Receive side scaling (RSS) is used to distribute network traffic CPU load across multiple processors. By default, the official Amazon Windows AMIs are configured with RSS enabled. ENA ENIs provide up to eight RSS queues. By defining CPU affinity for RSS queues, as well as for other system processes, it is possible to spread the CPU load out over multi-core systems, enabling more network traffic to be processed. On instance types with more than 16 vCPUs, we recommend you use the Set-NetAdapterRSS PowerShell cmdlt (available from Windows Server 2012 and later), which manually excludes the boot processor (logical processor 0 and 1 when hyper-threading is enabled) from the RSS configuration for all ENIs, in order to prevent contention with various system components.

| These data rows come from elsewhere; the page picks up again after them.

//! URL Utility Functions
//!
//! Source URL validation and the inbox post id helper.

use url::Url;

use crate::error::{Error, Result};
use crate::patterns::INBOX_POST_ID;

/// Parse the page URL given on the command line.
///
/// Only absolute `http`/`https` URLs with a host are accepted.
pub fn parse_source_url(raw: &str) -> Result<Url> {
    let raw = raw.trim();
    let url = Url::parse(raw).map_err(|e| Error::InvalidUrl(format!("{raw}: {e}")))?;

    if !matches!(url.scheme(), "http" | "https") {
        return Err(Error::InvalidUrl(format!("{raw}: unsupported scheme {}", url.scheme())));
    }
    if url.host_str().is_none() {
        return Err(Error::InvalidUrl(format!("{raw}: missing host")));
    }

    Ok(url)
}

/// Numeric post id from an inbox-style URL such as
/// `https://substack.com/inbox/post/183535301`.
///
/// ```
/// use superstack::url_utils::extract_post_id;
///
/// assert_eq!(extract_post_id("https://substack.com/inbox/post/42").as_deref(), Some("42"));
/// assert_eq!(extract_post_id("https://example.substack.com/p/slug"), None);
/// ```
#[must_use]
pub fn extract_post_id(url: &str) -> Option<String> {
    INBOX_POST_ID
        .captures(url)
        .and_then(|c| c.get(1))
        .map(|m| m.as_str().to_string())
}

Windows is hyper-thread aware and will ensure the RSS queues of a single NIC are always placed on different physical cores. Therefore, unless hyper-threading is disabled, in order to completely prevent contention with other NICs, spread the RSS configuration of each NIC between a range of 16 logical processors. The Set-NetAdapterRss cmdlt allows you to define the per-NIC range of valid logical processors by defining the values of BaseProcessorGroup, BaseProcessorNumber, MaxProcessingGroup, MaxProcessorNumber, and NumaNode (optional). If there are not enough physical cores to completely eliminate inter-NIC contention, minimize the overlapping ranges or reduce the number of logical processors in the ENI ranges depending on the expected workload of the ENI (in other words, a low volume admin network ENI may not need as many RSS queues assigned). Also, as noted above, various components must run on CPU 0, and therefore we recommend excluding it from all RSS configurations when sufficient vCPUs are available.

For example, when there are three ENIs on a 72 vCPU instance with 2 NUMA nodes with hyper-threading enabled, the following commands spread the network load between the two CPUs without overlap and preventthe use of core 0 completely.

Set-NetAdapterRss -Name NIC1 -BaseProcessorGroup 0 -BaseProcessorNumber 2 -MaxProcessorNumber 16 Set-NetAdapterRss -Name NIC2 -BaseProcessorGroup 1 -BaseProcessorNumber 0 -MaxProcessorNumber 14 Set-NetAdapterRss -Name NIC3 -BaseProcessorGroup 1 -BaseProcessorNumber 16 -MaxProcessorNumber 30

Note that these settings are persistent for each network adapter. If an instance is resized to one with a different number of vCPUs, you should reevaluate the RSS configuration for each enabled ENI. The complete Microsoft documentation for the Set-NetAdapterRss cmdlt can be found here: https://docs.microsoft.com/en-us/powershell/module/netadapter/set-netadapterrss.

Special note for SQL workloads: We also recommend that you review your IO thread affinity settings along with your ENI RSS configuration to minimize IO and network contention for the same CPUs. See affinity mask Server Configuration Option.